Donald Trump feared the Mueller Report

Donald Trump feared the Mueller Report

 

Donald Trump feared that the investigation into the Russian plot in the 2016 election would end his presidency and tried to dismiss special prosecutor Robert Mueller in charge of these investigations, revealed the report on the case published Thursday in the United States.  Shortly after the report of 400 pages that took in embers to the United States was spread, Trump sang victory and said: “today I have a good day”.

“Game Over” (“The game is over”), the president tweeted with an image in which he appears on his back surrounded by fog, imitating the style of the popular series “Game of Thrones”.

The report, which comes to the political scene at a time when the United States is already focused on the 2020 presidential campaign, supported Trump’s claims that there was never any collusion between his campaign team and Russia to influence the 2016 elections. your favor

“As I’ve been saying all this time, THERE WAS NO COLUSION, NO OBSTRUCTION”, he celebrated on Twitter.

However, the report on the investigation, which lasted almost two years and included interviews conducted by Mueller’s team with Trump’s circle, did not completely exonerate the US president from accusations of obstruction of justice.  Although there were no indications that there were Americans involved in the Russian interference, the report revealed that Trump’s circle was happy with the possibility of taking a little advantage over his Democratic rival Hillary Clinton.

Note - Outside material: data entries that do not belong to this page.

/*
 * Copyright (c) 2023.
 *
 * This software is free software;
 *
 * You can redistribute it or modify it under terms of the MIT, Apache License or Zlib license
 */

//! Errors possible while reading png files into image data

use std::fmt::{Debug, Display, Formatter};
use std::path::PathBuf;

use crate::information::{Extent, ScalarType};

/// Describes a single slice, used to report mismatches
/// between slices of a stack
#[derive(Copy, Clone, Debug, Eq, PartialEq)]
pub struct SliceLayout {
    pub width:      usize,
    pub height:     usize,
    pub components: usize,
    pub scalar:     ScalarType
}

/// All errors the reader can return
pub enum PngReaderErrors {
    /// No file name, file list, pattern or memory buffer was set
    NoInput,
    /// An io error not tied to a specific file
    IoErrors(std::io::Error),
    /// A file could not be opened or read
    FileErrors(PathBuf, std::io::Error),
    /// The input does not start with the png signature
    NotPng(String),
    /// The png codec could not decode the stream
    DecodeErrors(png::DecodingError),
    /// Image dimensions are above the configured limits
    TooLarge {
        width:      usize,
        height:     usize,
        max_width:  usize,
        max_height: usize
    },
    /// A slice of a stack differs from the first slice
    SliceMismatch {
        slice:    i32,
        expected: SliceLayout,
        found:    SliceLayout
    },
    /// Requested extent is empty or outside of the whole extent
    ExtentOutOfBounds { requested: Extent, whole: Extent },
    /// A file pattern could not be expanded
    InvalidPattern(String),
    Generic(String)
}

impl Debug for PngReaderErrors {
    fn fmt(&self, f: &mut Formatter<'_>) -> std::fmt::Result {
        match self {
            Self::NoInput => writeln!(
                f,
                "No input specified, set a file name, file names, a file pattern or a memory buffer"
            ),
            Self::IoErrors(err) => writeln!(f, "Io error: {err}"),
            Self::FileErrors(path, err) => {
                writeln!(f, "Could not read file {}: {err}", path.display())
            }
            Self::NotPng(source) => writeln!(f, "Unknown file type, {source} is not a png file"),
            Self::DecodeErrors(err) => writeln!(f, "png: {err}"),
            Self::TooLarge {
                width,
                height,
                max_width,
                max_height
            } => writeln!(
                f,
                "Image dimensions {width}x{height} exceed the configured limit of {max_width}x{max_height}"
            ),
            Self::SliceMismatch {
                slice,
                expected,
                found
            } => writeln!(
                f,
                "Slice {slice} has layout {found:?} but the first slice has layout {expected:?}"
            ),
            Self::ExtentOutOfBounds { requested, whole } => writeln!(
                f,
                "Requested extent {:?} is not inside the whole extent {:?}",
                requested.as_array(),
                whole.as_array()
            ),
            Self::InvalidPattern(pattern) => writeln!(f, "Invalid file pattern {pattern:?}"),
            Self::Generic(val) => writeln!(f, "{val}")
        }
    }
}

impl Display for PngReaderErrors {
    fn fmt(&self, f: &mut Formatter<'_>) -> std::fmt::Result {
        // Debug output already reads well, reuse it without the trailing newline
        let message = format!("{self:?}");
        write!(f, "{}", message.trim_end())
    }
}

impl std::error::Error for PngReaderErrors {
    fn source(&self) -> Option<&(dyn std::error::Error + 'static)> {
        match self {
            Self::IoErrors(err) | Self::FileErrors(_, err) => Some(err),
            Self::DecodeErrors(err) => Some(err),
            _ => None
        }
    }
}

impl From<std::io::Error> for PngReaderErrors {
    fn from(value: std::io::Error) -> Self {
        Self::IoErrors(value)
    }
}

impl From<png::DecodingError> for PngReaderErrors {
    fn from(value: png::DecodingError) -> Self {
        Self::DecodeErrors(value)
    }
}

impl From<String> for PngReaderErrors {
    fn from(value: String) -> Self {
        Self::Generic(value)
    }
}

#[cfg(test)]
mod tests {
    use crate::errors::PngReaderErrors;

    #[test]
    fn test_display_has_no_trailing_newline() {
        let err = PngReaderErrors::NotPng("a.txt".to_string());
        let shown = err.to_string();
        assert_eq!(shown, "Unknown file type, a.txt is not a png file");
    }

    #[test]
    fn test_io_errors_keep_source() {
        use std::error::Error;

        let io = std::io::Error::new(std::io::ErrorKind::NotFound, "gone");
        let err = PngReaderErrors::from(io);
        assert!(err.source().is_some());
    }
}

“It’s the end of my presidency” –

The Mueller report has stirred Washington’s political circles and cast a shadow over the first two years of Trump’s presidency.  The president reiterated that the investigation was a “witch hunt”, while the Democrats stirred during that time the suspicion that there had been a collusion between a US president and Russian agents.  The report shows Trump in an unflattering attitude reacting with nerves to the scandal in 2017.

“My God, this is terrible, it’s the end of my presidency, I’m screwed”, he said when then-Attorney General Jeff Sessions informed him that Mueller, former director of the FBI, had been named to conduct the investigations, according to the report.

 

Doubts about the obstruction of justice 

US Attorney General Bill Barr told a news conference that “the investigation did not establish that members of the campaign conspired or were in coordination with the Russian government in their activities of interference in the elections”.  But the report revealed that Trump sought the dismissal of Mueller after the press published that he was under investigation for obstruction of justice.

According to the report, on June 17, 2017 Trump called his adviser Don McGahn and told him to “call the surrogate attorney general and tell him that the special prosecutor had conflicts of interest and that he should be dismissed”.  His own lawyers opposed that idea.

Barr said that Trump did not act to frustrate Mueller’s investigation, although “there is substantial evidence that the president was frustrated and angered by the conviction that the investigation was undermining his presidency”.  According to the attorney general, the White House “cooperated” fully with the investigation and “did not take any action that would deprive the special prosecutor of documents”.

“Based on the facts and the applicable legal standards”, it can not be concluded that the president has not committed obstruction of justice, the Mueller report said.

“If we had the confidence, after an investigation into the facts, that the president clearly did not obstruct justice, we would affirm that”, he added.

Barr said the US president’s attorneys had access to an edited version of prosecutor Mueller’s report before it was published on Thursday.  The White House did not make any changes to the fiscal report nor did it exercise the executive’s privilege to protect information, the attorney general said.

 

“Disturbing” tests

The publication of the report will certainly not clarify all doubts, because fragments of the report are crossed out to protect intelligence sources or investigations in progress.  Lawmaker Jerrold Nadler, chairman of the Justice Committee of the House of Representatives, said that “even with the incomplete publication, the Mueller report shows disturbing evidence that President Trump became involved in obstruction of justice and other failings”.

Therefore, Congress demanded that Barr deliver an unedited version to ensure that his amendments are not intended to protect Trump.